In a stark application of the adage that one should be careful what one wishes for—because one may get it—on May 30, Vice Chancellor Sam Glasscock III of the Delaware Chancery Court issued an opinion in In re Appraisal of SWS Group, Inc. (C.A. No. 10554-VCG), a stockholder lawsuit seeking appraisal for the shares of SWS Group, Inc. (SWS), a financially struggling bank and broker-dealer firm. The appraisal claim arose out of the merger of SWS with Hilltop Holdings Inc. (Hilltop) in January 2015. The court’s decision on the fair value of the SWS shares reduced the price paid to dissenting stockholders from the merger price of $6.92 per share, payable in a mixture of cash and stock, to $6.38, payable in cash. This decision, and the resulting 7.8 percent reduction in consideration, demonstrates the risks inherent in “appraisal arbitrage.”

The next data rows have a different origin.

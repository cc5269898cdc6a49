//! Collaborator traits for the chat platform and the wiki.
//!
//! The year-advance transition and the command handlers never talk to
//! Discord or `MediaWiki` directly. They go through [`ChatClient`] and
//! [`WikiClient`], which the `attu-discord` and `attu-wiki` crates
//! implement over HTTP and which tests replace with in-memory fakes.

use std::future::Future;

use serde::Serialize;

use crate::snowflake::message_link;

/// A message the bot posted.
#[derive(Debug, Clone, Copy, PartialEq, Eq, Serialize)]
pub struct PostedMessage {
    /// Message id (a snowflake).
    pub id: u64,
    /// Channel the message was posted in.
    pub channel_id: u64,
}

impl PostedMessage {
    /// Permalink to this message inside `guild_id`.
    pub fn link(&self, guild_id: u64) -> String {
        message_link(guild_id, self.channel_id, self.id)
    }
}

/// A thread inside a forum channel.
#[derive(Debug, Clone, PartialEq, Eq)]
pub struct ThreadHandle {
    /// Thread id; messages are posted to it like a channel.
    pub id: u64,
    /// Forum the thread belongs to.
    pub parent_id: u64,
    /// Thread title.
    pub name: String,
}

/// Errors returned by a [`ChatClient`].
#[derive(Debug, thiserror::Error)]
pub enum ChatError {
    /// The request never produced a response.
    #[error("chat request failed: {message}")]
    Request {
        /// Transport error description.
        message: String,
    },

    /// The platform answered with a non-success status.
    #[error("chat API returned {status}: {body}")]
    Status {
        /// HTTP status code.
        status: u16,
        /// Response body.
        body: String,
    },

    /// The response could not be decoded.
    #[error("unexpected chat API response: {message}")]
    Decode {
        /// Decoder error description.
        message: String,
    },

    /// A channel or thread does not exist where it was expected.
    #[error("{what} {id} not found")]
    NotFound {
        /// Kind of object looked up.
        what: &'static str,
        /// Id looked up.
        id: u64,
    },
}

/// Errors returned by a [`WikiClient`].
#[derive(Debug, thiserror::Error)]
pub enum WikiError {
    /// The request never produced a response.
    #[error("wiki request failed: {message}")]
    Request {
        /// Transport error description.
        message: String,
    },

    /// The wiki answered with a non-success HTTP status.
    #[error("wiki API returned {status}: {body}")]
    Status {
        /// HTTP status code.
        status: u16,
        /// Response body.
        body: String,
    },

    /// The API reported an error in its response body.
    #[error("wiki API error {code}: {info}")]
    Api {
        /// Machine-readable error code.
        code: String,
        /// Human-readable description.
        info: String,
    },

    /// The response could not be decoded.
    #[error("unexpected wiki API response: {message}")]
    Decode {
        /// Decoder error description.
        message: String,
    },

    /// Login was refused.
    #[error("wiki login failed: {reason}")]
    Auth {
        /// Result reported by the wiki.
        reason: String,
    },
}

/// The chat operations the core consumes.
pub trait ChatClient: Send + Sync {
    /// Post `content` to a channel or thread.
    fn send_message(
        &self,
        channel_id: u64,
        content: &str,
    ) -> impl Future<Output = Result<PostedMessage, ChatError>> + Send;

    /// Rename a channel.
    fn rename_channel(
        &self,
        channel_id: u64,
        name: &str,
    ) -> impl Future<Output = Result<(), ChatError>> + Send;

    /// Look up a thread and check that it belongs to `forum_id`.
    fn get_thread(
        &self,
        forum_id: u64,
        thread_id: u64,
    ) -> impl Future<Output = Result<ThreadHandle, ChatError>> + Send;

    /// React to a message with a unicode emoji.
    fn add_reaction(
        &self,
        channel_id: u64,
        message_id: u64,
        emoji: &str,
    ) -> impl Future<Output = Result<(), ChatError>> + Send;
}

/// The wiki operations the core consumes.
///
/// Session handling (cookies, token renewal) is the implementor's concern.
pub trait WikiClient: Send + Sync {
    /// Log in with a bot password, returning the session's edit token.
    fn login(
        &self,
        user: &str,
        key: &str,
    ) -> impl Future<Output = Result<String, WikiError>> + Send;

    /// Current wikitext of a page.
    fn get_page_text(&self, title: &str) -> impl Future<Output = Result<String, WikiError>> + Send;

    /// Replace a page's text.
    fn edit_page(
        &self,
        title: &str,
        text: &str,
        summary: &str,
    ) -> impl Future<Output = Result<(), WikiError>> + Send;

    /// Block a wiki account indefinitely.
    fn block_user(
        &self,
        username: &str,
        reason: &str,
    ) -> impl Future<Output = Result<(), WikiError>> + Send;
}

Appraisal claims permit dissenting stockholders to pursue a claim for the fair value of their shares, based on the value of the corporation as a going concern, not as a merger target. Such claims have become increasingly popular in recent years, as investors use the appraisal process strategically to generate returns in the form of (1) potentially huge dividends if a court assigns a fair value in excess of the deal price and (2) interest on any gain from the appraisal at 5 percent plus the federal discount rate compounded monthly. This strategy, sometimes known as “appraisal arbitrage” and driven by the opportunity to generate above-market returns, has been more frequently employed in recent years.

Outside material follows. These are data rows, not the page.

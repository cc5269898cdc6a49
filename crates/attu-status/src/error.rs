//! Error type for the status API.
//!
//! [`StatusError`] converts into an Axum response via its
//! [`IntoResponse`](axum::response::IntoResponse) implementation.

use attu_core::calendar::CalendarError;
use axum::http::StatusCode;
use axum::response::{IntoResponse, Response};

/// Errors that can occur in the status API layer.
#[derive(Debug, thiserror::Error)]
pub enum StatusError {
    /// A calendar computation failed.
    #[error(transparent)]
    Calendar(#[from] CalendarError),
}

impl StatusError {
    const fn status(&self) -> StatusCode {
        match self {
            Self::Calendar(CalendarError::InvalidYear { .. }) => StatusCode::BAD_REQUEST,
            Self::Calendar(CalendarError::MissingAnchor { .. }) => StatusCode::NOT_FOUND,
            Self::Calendar(CalendarError::RolloverSuspended) => StatusCode::CONFLICT,
            Self::Calendar(_) => StatusCode::INTERNAL_SERVER_ERROR,
        }
    }
}

impl IntoResponse for StatusError {
    fn into_response(self) -> Response {
        let status = self.status();
        let body = serde_json::json!({
            "error": self.to_string(),
            "status": status.as_u16(),
        });

        (status, axum::Json(body)).into_response()
    }
}
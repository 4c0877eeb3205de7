#![warn(missing_docs)]

//! Project generation engine
//!
//! Instantiates a project directory tree from text templates: creates the
//! standard structure, copies static files, renders every template against
//! the project context, and reports which generated files still contain
//! unresolved placeholders.

pub mod error;
pub mod generator;
pub mod models;
pub mod structure;
pub mod writer;

// Re-export public API
pub use error::GenerationError;
pub use generator::ProjectGenerator;
pub use models::{FileAction, GenerationOptions, GenerationReport, WrittenFile};
pub use structure::{create_structure, PROJECT_DIRECTORIES};
pub use writer::OutputWriter;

The dissenting SWS stockholders argued that SWS was worth more than the $6.92 per-share price paid by Hilltop, emphasizing both SWS’s excess capital of nearly $194 million (ironically, created by Hilltop when it exercised SWS warrants in advance of the merger) and other offers received by SWS that were well above the Hilltop offer. Hilltop, now the controlling stockholder of SWS, argued that the focus on the excess capital created an inaccurate perception of SWS’ value, as the capital “created” by the exercise of the stock warrants did not actually provide any additional real money to SWS. As a result, SWS was worth only $5.71 per share under Hilltop’s analysis.

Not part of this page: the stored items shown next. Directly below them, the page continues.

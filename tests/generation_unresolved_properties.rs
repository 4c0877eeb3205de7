//! Property-based tests for unresolved-placeholder aggregation across a
//! whole generation run.

use std::collections::BTreeSet;
use std::fs;

use proptest::prelude::*;
use tempfile::TempDir;

use groundwork_config::ProjectConfig;
use groundwork_generation::ProjectGenerator;
use groundwork_templates::DefaultTable;

fn config() -> ProjectConfig {
    ProjectConfig {
        project_name: "fixture-project".to_string(),
        description: "Fixture project for property tests".to_string(),
        ..Default::default()
    }
}

/// Strategy for placeholder names outside the context's namespace: the
/// render context only ever holds SCREAMING_SNAKE keys, so lowercase names
/// with a marker prefix can never collide with it.
fn foreign_name_strategy() -> impl Strategy<Value = String> {
    "zz_[a-z]{1,8}".prop_map(|s| s.to_string())
}

proptest! {
    /// Property: the report's unresolved set is exactly the union of the
    /// per-file unresolved sets.
    #[test]
    fn prop_report_unresolved_is_union_of_files(
        names in prop::collection::btree_set(foreign_name_strategy(), 1..4),
    ) {
        let temp_dir = TempDir::new().unwrap();
        let template_dir = temp_dir.path().join("templates");
        fs::create_dir(&template_dir).unwrap();

        for (index, name) in names.iter().enumerate() {
            fs::write(
                template_dir.join(format!("file{index}.txt.tpl")),
                format!("value: ${name}\n"),
            )
            .unwrap();
        }

        let destination = temp_dir.path().join("out");
        let generator = ProjectGenerator::new(&template_dir, DefaultTable::standard());
        let report = generator.generate(&config(), &destination).unwrap();

        let union: BTreeSet<String> = report
            .files
            .iter()
            .flat_map(|file| file.unresolved.iter().cloned())
            .collect();
        prop_assert_eq!(&report.unresolved, &union);
        prop_assert_eq!(&report.unresolved, &names);
    }

    /// Property: names satisfied by the default table never reach the
    /// report, names satisfied by nothing always do.
    #[test]
    fn prop_default_table_names_never_surface(
        missing in foreign_name_strategy(),
    ) {
        let temp_dir = TempDir::new().unwrap();
        let template_dir = temp_dir.path().join("templates");
        fs::create_dir(&template_dir).unwrap();
        fs::write(
            template_dir.join("notes.md.tpl"),
            format!("author: $AUTHOR\nmissing: ${missing}\n"),
        )
        .unwrap();

        let destination = temp_dir.path().join("out");
        let generator = ProjectGenerator::new(&template_dir, DefaultTable::standard());
        let report = generator.generate(&config(), &destination).unwrap();

        prop_assert!(!report.unresolved.contains("AUTHOR"));
        prop_assert!(report.unresolved.contains(&missing));

        let notes = fs::read_to_string(destination.join("notes.md")).unwrap();
        prop_assert!(notes.contains("author: Developer"));
        let missing_token = format!("${}", missing);
        prop_assert!(notes.contains(&missing_token));
    }
}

Recent decisions such as In re Appraisal of PetSmart Inc. and Merion Capital LP et al. v. Lender Processing Services Inc. serve to highlight one risk in appraisal proceedings: that a well-constructed auction process will lead to an efficient pricing outcome and to the court giving deference to the merger price. SWS Group highlights a different, but equally, significant risk. Vice Chancellor Glasscock declined to give deference to the merger price, saying that in this case, the merger process was unreliable. Instead, the court undertook its own analysis, ultimately siding largely with SWS, and determined SWS’s fair value was $6.38 per share, less than the per-share price paid by Hilltop and far below the per-share price sought by the dissenting stockholders. Vice Chancellor Glasscock noted that “when the merger price represents a transfer to the sellers of value arising solely from a merger, these additions to deal price are properly removed from the calculation of fair value.” In other words, mergers that present unique value to the parties involved due to synergies that are not available to the target on a stand-alone, going-concern basis are very risky transactions in which to engage in appraisal arbitrage. Once committed to an appraisal proceeding, a stockholder forgoes the ability to receive the merger consideration and instead is left with whatever value the court assigns to the dissenting stockholder’s shares. Particularly in synergies-driven mergers, this means that stockholders may receive less than the merger consideration, in addition to having to bear the cost of the appraisal proceeding.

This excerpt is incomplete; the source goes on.